Han Zhao-ying, Zhu Xi-cun, Fang Xian-yi, Wang Zhuo-yuan, Wang Ling, Zhao Geng-Xing, Jiang Yuan-mao
Guang Pu Xue Yu Guang Pu Fen Xi. 2016 Mar;36(3):800-5.
Leaf area index (LAI) is the dynamic index of crop population size. Hyperspectral technology can be used to estimate apple canopy LAI rapidly and nondestructively. It can be provide a reference for monitoring the tree growing and yield estimation. The Red Fuji apple trees of full bearing fruit are the researching objects. Ninety apple trees canopies spectral reflectance and LAI values were measured by the ASD Fieldspec3 spectrometer and LAI-2200 in thirty orchards in constant two years in Qixia research area of Shandong Province. The optimal vegetation indices were selected by the method of correlation analysis of the original spectral reflectance and vegetation indices. The models of predicting the LAI were built with the multivariate regression analysis method of support vector machine (SVM) and random forest (RF). The new vegetation indices, GNDVI527, ND-VI676, RVI682, FD-NVI656 and GRVI517 and the previous two main vegetation indices, NDVI670 and NDVI705, are in accordance with LAI. In the RF regression model, the calibration set decision coefficient C-R2 of 0.920 and validation set decision coefficient V-R2 of 0.889 are higher than the SVM regression model by 0.045 and 0.033 respectively. The root mean square error of calibration set C-RMSE of 0.249, the root mean square error validation set V-RMSE of 0.236 are lower than that of the SVM regression model by 0.054 and 0.058 respectively. Relative analysis of calibrating error C-RPD and relative analysis of validation set V-RPD reached 3.363 and 2.520, 0.598 and 0.262, respectively, which were higher than the SVM regression model. The measured and predicted the scatterplot trend line slope of the calibration set and validation set C-S and V-S are close to 1. The estimation result of RF regression model is better than that of the SVM. RF regression model can be used to estimate the LAI of red Fuji apple trees in full fruit period.
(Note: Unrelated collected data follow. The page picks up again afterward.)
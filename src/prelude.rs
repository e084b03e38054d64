//! # dotgraft Prelude
//!
//! This module provides a convenient prelude for the most commonly used types and traits
//! from the dotgraft library. Import this module to get quick access to the essential
//! types for decoding, comparing and cloning .NET metadata.

// ================================================================================================
// Core Types and Error Handling
// ================================================================================================

/// The main error type for all dotgraft operations
pub use crate::Error;

/// The result type used throughout dotgraft
pub use crate::Result;

/// Low-level binary cursor and writer
pub use crate::file::{parser::Parser, writer::Writer};

// ================================================================================================
// Metadata System - Core Types
// ================================================================================================

/// Metadata token type for referencing table entries
pub use crate::metadata::token::Token;

/// Table identifiers and coded indices
pub use crate::metadata::tables::{CodedIndexType, TableId, TableInfo, TableInfoRef};

// ================================================================================================
// Module Model
// ================================================================================================

/// The in-memory module and its handles
pub use crate::metadata::module::{MemberDescriptor, MemberHandle, Module, ModuleId};

/// Member definitions and references
pub use crate::metadata::members::{
    AssemblyIdentity, AssemblyRef, AssemblyVersion, CustomAttribute, EventDef, FieldDef,
    MemberRef, MemberRefSignature, MethodDef, MethodSpec, ModuleRef, ParamDef, PropertyDef,
    StandAloneSignature, TypeDef, TypeRef, TypeSpec,
};

// ================================================================================================
// Signatures
// ================================================================================================

/// Signature types, decoder and encoder
pub use crate::metadata::signatures::{
    BlobSignature, SignatureField, SignatureLocalVariables, SignatureMethod, SignatureMethodSpec,
    SignatureParameter, SignatureParser, SignatureProperty, SignatureTypeSpec, TypeSignature,
    TypeTokenResolver,
};

// ================================================================================================
// Method Bodies
// ================================================================================================

/// CIL instructions and method bodies
pub use crate::metadata::method::{
    CilLabel, ExceptionHandler, ExceptionHandlerFlags, Instruction, MethodBody, Operand,
};

// ================================================================================================
// Comparison and Cloning
// ================================================================================================

/// Structural member comparison
pub use crate::metadata::comparer::{ComparerFlags, Descriptor, SignatureComparer};

/// Member cloning
pub use crate::cloning::{CloneOptions, CloneResult, MetadataCloner};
叶面积指数(LAI)是作物群体大小的动态指标。高光谱技术可用于快速、无损地估算苹果冠层LAI。它可为监测树木生长和产量估算提供参考。以盛果期红富士苹果树为研究对象。在山东省栖霞研究区连续两年,使用ASD Fieldspec3光谱仪和LAI - 2200测量了30个果园中90棵苹果树冠层的光谱反射率和LAI值。通过原始光谱反射率与植被指数的相关分析方法选择最优植被指数。利用支持向量机(SVM)和随机森林(RF)的多元回归分析方法建立了LAI预测模型。新的植被指数GNDVI527、ND - VI676、RVI682、FD - NVI656和GRVI517以及前两个主要植被指数NDVI670和NDVI705与LAI具有一致性。在RF回归模型中,校正集决定系数C - R2为0.920,验证集决定系数V - R2为0.889,分别比SVM回归模型高0.045和0.033。校正集均方根误差C - RMSE为0.249,验证集均方根误差V - RMSE为0.236,分别比SVM回归模型低0.054和0.058。校正误差C - RPD的相对分析和验证集V - RPD的相对分析分别达到3.363和2.520、0.598和0.262,高于SVM回归模型。校正集和验证集的测量值与预测值散点图趋势线斜率C - S和V - S接近1。RF回归模型的估计结果优于SVM。RF回归模型可用于估算盛果期红富士苹果树的LAI。